**Records to process:**
use std::path::{Path, PathBuf};
use std::sync::{Arc, Mutex, PoisonError};

use composer_core::{MessageId, QueuedMessage};
use composer_logging::{composer_debug, composer_error, composer_warn};
use serde::{Deserialize, Serialize};

use crate::{RonDocument, StoreError};

pub const QUEUE_FILENAME: &str = "queue.ron";

const FORMAT_VERSION: u32 = 1;

/// Durable, ordered list of pending messages.
///
/// Best effort: implementations swallow (and log) their own failures. A
/// failed `load` reads as an empty queue and a failed `save` is a no-op;
/// the controller's in-memory queue stays authoritative for the session.
/// No validation happens here.
pub trait QueueStore: Send {
    /// Stored queue in stored order; empty when missing or unreadable.
    fn load(&self) -> Vec<QueuedMessage>;

    /// Replaces the stored queue with `messages`, in that order.
    fn save(&self, messages: &[QueuedMessage]);

    fn remove(&self, id: MessageId) {
        let mut messages = self.load();
        let before = messages.len();
        messages.retain(|message| message.id != id);
        if messages.len() != before {
            self.save(&messages);
        }
    }

    fn clear(&self) {
        self.save(&[]);
    }

    fn reorder(&self, messages: &[QueuedMessage]) {
        self.save(messages);
    }

    fn update_content(&self, id: MessageId, content: &str) {
        let mut messages = self.load();
        let Some(message) = messages.iter_mut().find(|message| message.id == id) else {
            return;
        };
        message.content = content.to_string();
        self.save(&messages);
    }
}

impl<S: QueueStore + ?Sized> QueueStore for Box<S> {
    fn load(&self) -> Vec<QueuedMessage> {
        (**self).load()
    }

    fn save(&self, messages: &[QueuedMessage]) {
        (**self).save(messages)
    }
}

#[derive(Debug, Clone, Serialize, Deserialize)]
struct PersistedMessage {
    id: MessageId,
    position: usize,
    content: String,
    enqueued_at: u64,
}

#[derive(Debug, Clone, Serialize, Deserialize)]
struct PersistedQueue {
    version: u32,
    messages: Vec<PersistedMessage>,
}

/// Queue stored as a RON document in a state directory.
#[derive(Debug, Clone)]
pub struct FileQueueStore {
    document: RonDocument<PersistedQueue>,
}

impl FileQueueStore {
    pub fn new(state_dir: impl Into<PathBuf>) -> Self {
        Self {
            document: RonDocument::new(state_dir, QUEUE_FILENAME),
        }
    }

    pub fn path(&self) -> &Path {
        self.document.path()
    }

    pub fn try_load(&self) -> Result<Vec<QueuedMessage>, StoreError> {
        let Some(stored) = self.document.read()? else {
            return Ok(Vec::new());
        };
        if stored.version != FORMAT_VERSION {
            composer_warn!(
                "Stored queue {:?} has format version {}, expected {}",
                self.path(),
                stored.version,
                FORMAT_VERSION
            );
        }
        Ok(from_persisted(stored))
    }

    pub fn try_save(&self, messages: &[QueuedMessage]) -> Result<(), StoreError> {
        self.document.write(&to_persisted(messages))
    }
}

impl QueueStore for FileQueueStore {
    fn load(&self) -> Vec<QueuedMessage> {
        match self.try_load() {
            Ok(messages) => {
                composer_debug!("Loaded {} queued message(s) from {:?}", messages.len(), self.path());
                messages
            }
            Err(err) => {
                composer_warn!("Treating stored queue as empty: {}", err);
                Vec::new()
            }
        }
    }

    fn save(&self, messages: &[QueuedMessage]) {
        if let Err(err) = self.try_save(messages) {
            composer_error!("Failed to persist queue to {:?}: {}", self.path(), err);
        }
    }
}

/// In-process store; clones share the same queue.
#[derive(Debug, Clone, Default)]
pub struct MemoryQueueStore {
    messages: Arc<Mutex<Vec<QueuedMessage>>>,
}

impl MemoryQueueStore {
    pub fn with_messages(messages: Vec<QueuedMessage>) -> Self {
        Self {
            messages: Arc::new(Mutex::new(messages)),
        }
    }
}

impl QueueStore for MemoryQueueStore {
    fn load(&self) -> Vec<QueuedMessage> {
        self.messages
            .lock()
            .unwrap_or_else(PoisonError::into_inner)
            .clone()
    }

    fn save(&self, messages: &[QueuedMessage]) {
        *self.messages.lock().unwrap_or_else(PoisonError::into_inner) = messages.to_vec();
    }
}

fn to_persisted(messages: &[QueuedMessage]) -> PersistedQueue {
    PersistedQueue {
        version: FORMAT_VERSION,
        messages: messages
            .iter()
            .enumerate()
            .map(|(position, message)| PersistedMessage {
                id: message.id,
                position,
                content: message.content.clone(),
                enqueued_at: message.enqueued_at,
            })
            .collect(),
    }
}

fn from_persisted(stored: PersistedQueue) -> Vec<QueuedMessage> {
    let mut messages = stored.messages;
    // Hand-edited files may repeat positions; the stamp breaks the tie.
    messages.sort_by_key(|message| (message.position, message.enqueued_at));
    messages
        .into_iter()
        .map(|message| QueuedMessage {
            id: message.id,
            content: message.content,
            enqueued_at: message.enqueued_at,
        })
        .collect()
}
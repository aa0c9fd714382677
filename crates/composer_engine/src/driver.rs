use std::time::Instant;

use composer_core::{update, ComposerSettings, ComposerState, ComposerViewModel, Effect, Msg};
use composer_logging::{composer_debug, composer_info};

use crate::{Clock, QueueStore, SubmissionChannel, TimerSet};

/// Runs the controller: feeds messages through `update` and executes the
/// resulting effects against the store, the channel and the timers.
///
/// Everything happens on the caller's thread, one message at a time.
pub struct ComposerDriver<C> {
    state: ComposerState,
    store: Box<dyn QueueStore>,
    channel: C,
    timers: TimerSet,
    clock: Box<dyn Clock>,
}

impl<C: SubmissionChannel> ComposerDriver<C> {
    pub fn new(
        settings: ComposerSettings,
        store: Box<dyn QueueStore>,
        channel: C,
        clock: Box<dyn Clock>,
    ) -> Self {
        Self {
            state: ComposerState::with_settings(settings),
            store,
            channel,
            timers: TimerSet::new(),
            clock,
        }
    }

    /// Replays the stored queue. Draining starts once the mount timer fires.
    pub fn start(&mut self) {
        let restored = self.store.load();
        composer_info!("Starting composer with {} stored message(s)", restored.len());
        let sent = self.handle(Msg::RestoreQueue(restored));
        debug_assert!(sent.is_empty());
    }

    /// Applies one message. Returns the texts handed to the channel.
    pub fn handle(&mut self, msg: Msg) -> Vec<String> {
        let state = std::mem::take(&mut self.state);
        let (state, effects) = update(state, msg);
        self.state = state;
        self.run_effects(effects)
    }

    /// Fires every timer that is due. Returns the texts handed to the channel.
    pub fn poll_timers(&mut self) -> Vec<String> {
        let due = self.timers.take_due(self.clock.now());
        let mut sent = Vec::new();
        for timer in due {
            sent.extend(self.handle(Msg::TimerFired(timer)));
        }
        sent
    }

    pub fn next_deadline(&self) -> Option<Instant> {
        self.timers.next_deadline()
    }

    pub fn state(&self) -> &ComposerState {
        &self.state
    }

    pub fn view(&self) -> ComposerViewModel {
        self.state.view()
    }

    pub fn consume_dirty(&mut self) -> bool {
        self.state.consume_dirty()
    }

    pub fn channel(&self) -> &C {
        &self.channel
    }

    fn run_effects(&mut self, effects: Vec<Effect>) -> Vec<String> {
        let mut sent = Vec::new();
        for effect in effects {
            match effect {
                Effect::Dispatch { text } => {
                    composer_info!("Dispatch text_len={}", text.len());
                    self.channel.dispatch(&text);
                    sent.push(text);
                }
                Effect::CancelAgent => {
                    composer_info!("Cancelling agent activity");
                    self.channel.cancel();
                }
                Effect::PersistQueue(messages) => {
                    composer_debug!("Persisting {} queued message(s)", messages.len());
                    self.store.save(&messages);
                }
                Effect::ScheduleTimer { timer, delay } => {
                    self.timers.schedule(timer, self.clock.now() + delay);
                }
                Effect::CancelTimer(timer) => {
                    self.timers.cancel(timer);
                }
            }
        }
        sent
    }
}
use std::fmt;
use std::fs;
use std::io::{self, Write};
use std::marker::PhantomData;
use std::path::{Path, PathBuf};

use serde::de::DeserializeOwned;
use serde::Serialize;
use tempfile::NamedTempFile;
use thiserror::Error;

#[derive(Debug, Error)]
pub enum StoreError {
    #[error("failed to read {path:?}: {source}")]
    Read { path: PathBuf, source: io::Error },
    #[error("failed to parse {path:?}: {message}")]
    Parse { path: PathBuf, message: String },
    #[error("failed to serialize {path:?}: {message}")]
    Serialize { path: PathBuf, message: String },
    #[error("cannot use state directory {dir:?}: {source}")]
    StateDir { dir: PathBuf, source: io::Error },
    #[error("failed to write {path:?}: {source}")]
    Write { path: PathBuf, source: io::Error },
}

/// One RON document of type `T` inside a state directory.
///
/// Saving replaces the whole file in a single rename, so readers see
/// either the previous document or the new one, never a partial write.
pub struct RonDocument<T> {
    dir: PathBuf,
    path: PathBuf,
    _doc: PhantomData<fn() -> T>,
}

impl<T> Clone for RonDocument<T> {
    fn clone(&self) -> Self {
        Self {
            dir: self.dir.clone(),
            path: self.path.clone(),
            _doc: PhantomData,
        }
    }
}

impl<T> fmt::Debug for RonDocument<T> {
    fn fmt(&self, f: &mut fmt::Formatter<'_>) -> fmt::Result {
        f.debug_struct("RonDocument").field("path", &self.path).finish()
    }
}

impl<T> RonDocument<T>
where
    T: Serialize + DeserializeOwned,
{
    pub fn new(state_dir: impl Into<PathBuf>, filename: &str) -> Self {
        let dir = state_dir.into();
        let path = dir.join(filename);
        Self {
            dir,
            path,
            _doc: PhantomData,
        }
    }

    pub fn path(&self) -> &Path {
        &self.path
    }

    /// `Ok(None)` when the file does not exist yet.
    pub fn read(&self) -> Result<Option<T>, StoreError> {
        let content = match fs::read_to_string(&self.path) {
            Ok(text) => text,
            Err(err) if err.kind() == io::ErrorKind::NotFound => return Ok(None),
            Err(source) => {
                return Err(StoreError::Read {
                    path: self.path.clone(),
                    source,
                })
            }
        };
        ron::from_str(&content)
            .map(Some)
            .map_err(|err| StoreError::Parse {
                path: self.path.clone(),
                message: err.to_string(),
            })
    }

    /// Creates the state directory on first use.
    pub fn write(&self, value: &T) -> Result<(), StoreError> {
        let content = ron::ser::to_string_pretty(value, ron::ser::PrettyConfig::new())
            .map_err(|err| StoreError::Serialize {
                path: self.path.clone(),
                message: err.to_string(),
            })?;

        fs::create_dir_all(&self.dir).map_err(|source| StoreError::StateDir {
            dir: self.dir.clone(),
            source,
        })?;
        self.replace_with(&content).map_err(|source| StoreError::Write {
            path: self.path.clone(),
            source,
        })
    }

    fn replace_with(&self, content: &str) -> io::Result<()> {
        let mut staged = NamedTempFile::new_in(&self.dir)?;
        staged.write_all(content.as_bytes())?;
        staged.as_file().sync_all()?;
        staged.persist(&self.path).map_err(|err| err.error)?;
        Ok(())
    }
}
use composer_core::{HistoryDirection, HistoryNavigator, HistorySource};

fn strings(items: &[&str]) -> Vec<String> {
    items.iter().map(|item| item.to_string()).collect()
}

#[test]
fn global_round_trip_returns_to_the_draft() {
    let mut nav = HistoryNavigator::new();
    nav.set_histories(strings(&["g1", "g2"]), Vec::new());

    assert_eq!(
        nav.navigate(HistoryDirection::Older, "my draft"),
        Some("g2".to_string())
    );
    assert_eq!(nav.active_source(), Some(HistorySource::Global));
    assert_eq!(
        nav.navigate(HistoryDirection::Older, "g2"),
        Some("g1".to_string())
    );
    assert_eq!(
        nav.navigate(HistoryDirection::Newer, "g1"),
        Some("g2".to_string())
    );
    assert_eq!(
        nav.navigate(HistoryDirection::Newer, "g2"),
        Some("my draft".to_string())
    );
    assert!(!nav.is_navigating());

    // Further newer moves are no-ops.
    assert_eq!(nav.navigate(HistoryDirection::Newer, "my draft"), None);
}

#[test]
fn local_history_wins_when_present() {
    let mut nav = HistoryNavigator::new();
    nav.set_histories(strings(&["g1"]), strings(&["l1", "l2"]));

    assert_eq!(
        nav.navigate(HistoryDirection::Older, ""),
        Some("l2".to_string())
    );
    assert_eq!(nav.active_source(), Some(HistorySource::Local));
    assert_eq!(
        nav.navigate(HistoryDirection::Older, ""),
        Some("l1".to_string())
    );
}

#[test]
fn older_past_the_oldest_stays_put() {
    let mut nav = HistoryNavigator::new();
    nav.set_histories(strings(&["only"]), Vec::new());

    assert_eq!(
        nav.navigate(HistoryDirection::Older, ""),
        Some("only".to_string())
    );
    assert_eq!(
        nav.navigate(HistoryDirection::Older, "only"),
        Some("only".to_string())
    );
    assert_eq!(
        nav.navigate(HistoryDirection::Older, "only"),
        Some("only".to_string())
    );
}

#[test]
fn typing_exits_recall_and_blocks_it_until_reset() {
    let mut nav = HistoryNavigator::new();
    nav.set_histories(strings(&["g1", "g2"]), Vec::new());
    nav.navigate(HistoryDirection::Older, "");

    nav.note_keystroke("g2!");
    assert!(!nav.is_navigating());
    assert_eq!(nav.navigate(HistoryDirection::Older, "g2!"), None);

    // Clearing the buffer by hand makes the input clean again.
    nav.note_keystroke("");
    assert_eq!(
        nav.navigate(HistoryDirection::Older, ""),
        Some("g2".to_string())
    );

    nav.reset();
    assert!(!nav.is_navigating());
    assert_eq!(
        nav.navigate(HistoryDirection::Older, "fresh"),
        Some("g2".to_string())
    );
    nav.navigate(HistoryDirection::Newer, "g2");
    assert!(!nav.is_navigating());
}

#[test]
fn keystroke_re_arms_the_draft() {
    let mut nav = HistoryNavigator::new();
    nav.set_histories(strings(&["g1"]), Vec::new());

    nav.navigate(HistoryDirection::Older, "first draft");
    nav.note_keystroke("");
    nav.navigate(HistoryDirection::Older, "");
    assert_eq!(
        nav.navigate(HistoryDirection::Newer, "g1"),
        Some(String::new())
    );
}

#[test]
fn empty_histories_do_not_engage() {
    let mut nav = HistoryNavigator::new();
    assert_eq!(nav.navigate(HistoryDirection::Older, "draft"), None);
    assert_eq!(nav.navigate(HistoryDirection::Newer, "draft"), None);
    assert!(!nav.is_navigating());
}

#[test]
fn sent_messages_land_in_both_histories_once() {
    let mut nav = HistoryNavigator::new().with_max_entries(3);
    nav.record_sent("a");
    nav.record_sent("a");
    nav.record_sent("  b ");
    nav.record_sent("c");
    nav.record_sent("d");
    nav.record_sent("   ");

    assert_eq!(nav.global(), strings(&["b", "c", "d"]).as_slice());
    assert_eq!(nav.local(), strings(&["b", "c", "d"]).as_slice());
}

**Exercise directions:** Restate the records above verbatim up to and including the line containing "is a no-op;".

**Written response:**
use std::path::{Path, PathBuf};
use std::sync::{Arc, Mutex, PoisonError};

use composer_core::{MessageId, QueuedMessage};
use composer_logging::{composer_debug, composer_error, composer_warn};
use serde::{Deserialize, Serialize};

use crate::{RonDocument, StoreError};

pub const QUEUE_FILENAME: &str = "queue.ron";

const FORMAT_VERSION: u32 = 1;

/// Durable, ordered list of pending messages.
///
/// Best effort: implementations swallow (and log) their own failures. A
/// failed `load` reads as an empty queue and a failed `save` is a no-op;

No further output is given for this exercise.